▶ **The problem**
Every record below must be returned exactly as it was received.

═════ Extracted information ═════

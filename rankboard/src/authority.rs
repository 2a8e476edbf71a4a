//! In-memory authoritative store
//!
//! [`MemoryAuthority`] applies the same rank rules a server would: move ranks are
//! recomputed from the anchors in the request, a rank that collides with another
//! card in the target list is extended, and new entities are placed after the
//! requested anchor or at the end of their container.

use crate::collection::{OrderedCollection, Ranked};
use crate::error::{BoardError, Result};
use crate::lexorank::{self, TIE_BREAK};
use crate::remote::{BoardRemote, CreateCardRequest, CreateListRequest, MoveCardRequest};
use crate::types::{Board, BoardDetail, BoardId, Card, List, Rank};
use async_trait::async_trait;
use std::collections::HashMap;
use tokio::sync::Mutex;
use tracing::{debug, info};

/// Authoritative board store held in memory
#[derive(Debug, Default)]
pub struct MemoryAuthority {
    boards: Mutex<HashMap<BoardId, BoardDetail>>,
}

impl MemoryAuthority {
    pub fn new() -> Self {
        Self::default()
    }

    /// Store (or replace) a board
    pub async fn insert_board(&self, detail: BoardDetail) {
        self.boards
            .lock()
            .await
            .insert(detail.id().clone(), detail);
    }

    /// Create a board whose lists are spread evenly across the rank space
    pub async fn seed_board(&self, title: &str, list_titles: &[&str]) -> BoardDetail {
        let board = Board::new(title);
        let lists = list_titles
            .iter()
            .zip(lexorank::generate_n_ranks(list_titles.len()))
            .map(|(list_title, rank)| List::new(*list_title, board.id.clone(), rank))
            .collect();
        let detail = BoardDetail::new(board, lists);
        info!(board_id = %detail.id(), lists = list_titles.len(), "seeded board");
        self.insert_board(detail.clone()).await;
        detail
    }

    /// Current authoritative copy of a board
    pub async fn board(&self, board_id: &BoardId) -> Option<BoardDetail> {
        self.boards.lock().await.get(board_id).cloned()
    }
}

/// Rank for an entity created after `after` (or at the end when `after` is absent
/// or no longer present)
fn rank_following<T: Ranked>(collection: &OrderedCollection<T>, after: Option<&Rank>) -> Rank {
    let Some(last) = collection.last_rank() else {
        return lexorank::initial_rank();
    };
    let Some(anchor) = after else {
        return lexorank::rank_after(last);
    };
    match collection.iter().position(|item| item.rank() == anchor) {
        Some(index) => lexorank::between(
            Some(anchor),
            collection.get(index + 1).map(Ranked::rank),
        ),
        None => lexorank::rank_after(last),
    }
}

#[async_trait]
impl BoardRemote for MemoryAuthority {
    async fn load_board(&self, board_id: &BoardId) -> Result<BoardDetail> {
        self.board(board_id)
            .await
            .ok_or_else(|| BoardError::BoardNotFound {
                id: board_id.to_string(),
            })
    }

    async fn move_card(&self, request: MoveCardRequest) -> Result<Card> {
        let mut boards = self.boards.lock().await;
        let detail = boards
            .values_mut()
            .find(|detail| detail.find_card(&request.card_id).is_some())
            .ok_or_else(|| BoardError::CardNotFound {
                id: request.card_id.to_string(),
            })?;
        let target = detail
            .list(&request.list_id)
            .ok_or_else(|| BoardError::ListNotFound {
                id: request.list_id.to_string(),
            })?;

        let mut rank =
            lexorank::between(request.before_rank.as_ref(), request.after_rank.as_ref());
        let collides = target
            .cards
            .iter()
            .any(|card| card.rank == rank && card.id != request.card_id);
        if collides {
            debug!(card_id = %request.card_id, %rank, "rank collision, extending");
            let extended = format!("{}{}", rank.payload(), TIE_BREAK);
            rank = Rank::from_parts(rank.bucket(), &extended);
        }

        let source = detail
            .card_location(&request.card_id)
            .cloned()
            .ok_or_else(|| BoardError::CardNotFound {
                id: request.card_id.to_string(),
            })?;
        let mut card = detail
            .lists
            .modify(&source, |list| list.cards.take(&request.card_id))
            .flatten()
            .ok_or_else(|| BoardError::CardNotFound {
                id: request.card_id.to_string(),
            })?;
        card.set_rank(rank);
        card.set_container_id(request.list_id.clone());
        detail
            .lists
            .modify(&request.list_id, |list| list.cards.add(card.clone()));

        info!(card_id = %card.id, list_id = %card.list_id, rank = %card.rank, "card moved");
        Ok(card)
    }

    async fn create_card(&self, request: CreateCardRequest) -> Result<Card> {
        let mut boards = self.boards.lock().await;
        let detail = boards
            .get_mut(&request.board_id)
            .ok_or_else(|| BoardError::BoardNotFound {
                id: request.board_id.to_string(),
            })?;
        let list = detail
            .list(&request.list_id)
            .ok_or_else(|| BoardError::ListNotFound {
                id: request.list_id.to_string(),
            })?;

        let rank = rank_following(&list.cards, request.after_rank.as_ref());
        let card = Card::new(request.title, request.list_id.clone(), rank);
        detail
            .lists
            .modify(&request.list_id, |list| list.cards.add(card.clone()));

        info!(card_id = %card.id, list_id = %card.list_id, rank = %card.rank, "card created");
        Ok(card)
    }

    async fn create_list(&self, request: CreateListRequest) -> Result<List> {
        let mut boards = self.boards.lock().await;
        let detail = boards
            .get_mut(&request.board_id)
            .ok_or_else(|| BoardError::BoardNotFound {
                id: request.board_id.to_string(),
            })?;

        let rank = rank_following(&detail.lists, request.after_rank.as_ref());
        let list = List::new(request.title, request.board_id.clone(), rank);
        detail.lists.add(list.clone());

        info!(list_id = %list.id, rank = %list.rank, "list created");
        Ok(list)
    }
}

═════

▶ **Final answer**
filename rankboard/src/authority.rs
repository 2a8e476edbf71a4a
//! In-memory authoritative store
//!
//! [`MemoryAuthority`] applies the same rank rules a server would: move ranks are
//! recomputed from the anchors in the request, a rank that collides with another
//! card in the target list is extended, and new entities are placed after the
//! requested anchor or at the end of their container.

use crate::collection::{OrderedCollection, Ranked};
use crate::error::{BoardError, Result};
use crate::lexorank::{self, TIE_BREAK};
use crate::remote::{BoardRemote, CreateCardRequest, CreateListRequest, MoveCardRequest};
use crate::types::{Board, BoardDetail, BoardId, Card, List, Rank};
use async_trait::async_trait;
use std::collections::HashMap;
use tokio::sync::Mutex;
use tracing::{debug, info};

/// Authoritative board store held in memory
#[derive(Debug, Default)]
pub struct MemoryAuthority {
    boards: Mutex<HashMap<BoardId, BoardDetail>>,
}

impl MemoryAuthority {
    pub fn new() -> Self {
        Self::default()
    }

    /// Store (or replace) a board
    pub async fn insert_board(&self, detail: BoardDetail) {
        self.boards
            .lock()
            .await
            .insert(detail.id().clone(), detail);
    }

    /// Create a board whose lists are spread evenly across the rank space
    pub async fn seed_board(&self, title: &str, list_titles: &[&str]) -> BoardDetail {
        let board = Board::new(title);
        let lists = list_titles
            .iter()
            .zip(lexorank::generate_n_ranks(list_titles.len()))
            .map(|(list_title, rank)| List::new(*list_title, board.id.clone(), rank))
            .collect();
        let detail = BoardDetail::new(board, lists);
        info!(board_id = %detail.id(), lists = list_titles.len(), "seeded board");
        self.insert_board(detail.clone()).await;
        detail
    }

    /// Current authoritative copy of a board
    pub async fn board(&self, board_id: &BoardId) -> Option<BoardDetail> {
        self.boards.lock().await.get(board_id).cloned()
    }
}

/// Rank for an entity created after `after` (or at the end when `after` is absent
/// or no longer present)
fn rank_following<T: Ranked>(collection: &OrderedCollection<T>, after: Option<&Rank>) -> Rank {
    let Some(last) = collection.last_rank() else {
        return lexorank::initial_rank();
    };
    let Some(anchor) = after else {
        return lexorank::rank_after(last);
    };
    match collection.iter().position(|item| item.rank() == anchor) {
        Some(index) => lexorank::between(
            Some(anchor),
            collection.get(index + 1).map(Ranked::rank),
        ),
        None => lexorank::rank_after(last),
    }
}

#[async_trait]
impl BoardRemote for MemoryAuthority {
    async fn load_board(&self, board_id: &BoardId) -> Result<BoardDetail> {
        self.board(board_id)
            .await
            .ok_or_else(|| BoardError::BoardNotFound {
                id: board_id.to_string(),
            })
    }

    async fn move_card(&self, request: MoveCardRequest) -> Result<Card> {
        let mut boards = self.boards.lock().await;
        let detail = boards
            .values_mut()
            .find(|detail| detail.find_card(&request.card_id).is_some())
            .ok_or_else(|| BoardError::CardNotFound {
                id: request.card_id.to_string(),
            })?;
        let target = detail
            .list(&request.list_id)
            .ok_or_else(|| BoardError::ListNotFound {
                id: request.list_id.to_string(),
            })?;

        let mut rank =
            lexorank::between(request.before_rank.as_ref(), request.after_rank.as_ref());
        let collides = target
            .cards
            .iter()
            .any(|card| card.rank == rank && card.id != request.card_id);
        if collides {
            debug!(card_id = %request.card_id, %rank, "rank collision, extending");
            let extended = format!("{}{}", rank.payload(), TIE_BREAK);
            rank = Rank::from_parts(rank.bucket(), &extended);
        }

        let source = detail
            .card_location(&request.card_id)
            .cloned()
            .ok_or_else(|| BoardError::CardNotFound {
                id: request.card_id.to_string(),
            })?;
        let mut card = detail
            .lists
            .modify(&source, |list| list.cards.take(&request.card_id))
            .flatten()
            .ok_or_else(|| BoardError::CardNotFound {
                id: request.card_id.to_string(),
            })?;
        card.set_rank(rank);
        card.set_container_id(request.list_id.clone());
        detail
            .lists
            .modify(&request.list_id, |list| list.cards.add(card.clone()));

        info!(card_id = %card.id, list_id = %card.list_id, rank = %card.rank, "card moved");
        Ok(card)
    }

    async fn create_card(&self, request: CreateCardRequest) -> Result<Card> {
        let mut boards = self.boards.lock().await;
        let detail = boards
            .get_mut(&request.board_id)
            .ok_or_else(|| BoardError::BoardNotFound {
                id: request.board_id.to_string(),
            })?;
        let list = detail
            .list(&request.list_id)
            .ok_or_else(|| BoardError::ListNotFound {
                id: request.list_id.to_string(),
            })?;

        let rank = rank_following(&list.cards, request.after_rank.as_ref());
        let card = Card::new(request.title, request.list_id.clone(), rank);
        detail
            .lists
            .modify(&request.list_id, |list| list.cards.add(card.clone()));

        info!(card_id = %card.id, list_id = %card.list_id, rank = %card.rank, "card created");
        Ok(card)
    }

    async fn create_list(&self, request: CreateListRequest) -> Result<List> {
        let mut boards = self.boards.lock().await;
        let detail = boards
            .get_mut(&request.board_id)
            .ok_or_else(|| BoardError::BoardNotFound {
                id: request.board_id.to_string(),
            })?;

        let rank = rank_following(&detail.lists, request.after_rank.as_ref());
        let list = List::new(request.title, request.board_id.clone(), rank);
        detail.lists.add(list.clone());

        info!(list_id = %list.id, rank = %list.rank, "list created");
        Ok(list)
    }
}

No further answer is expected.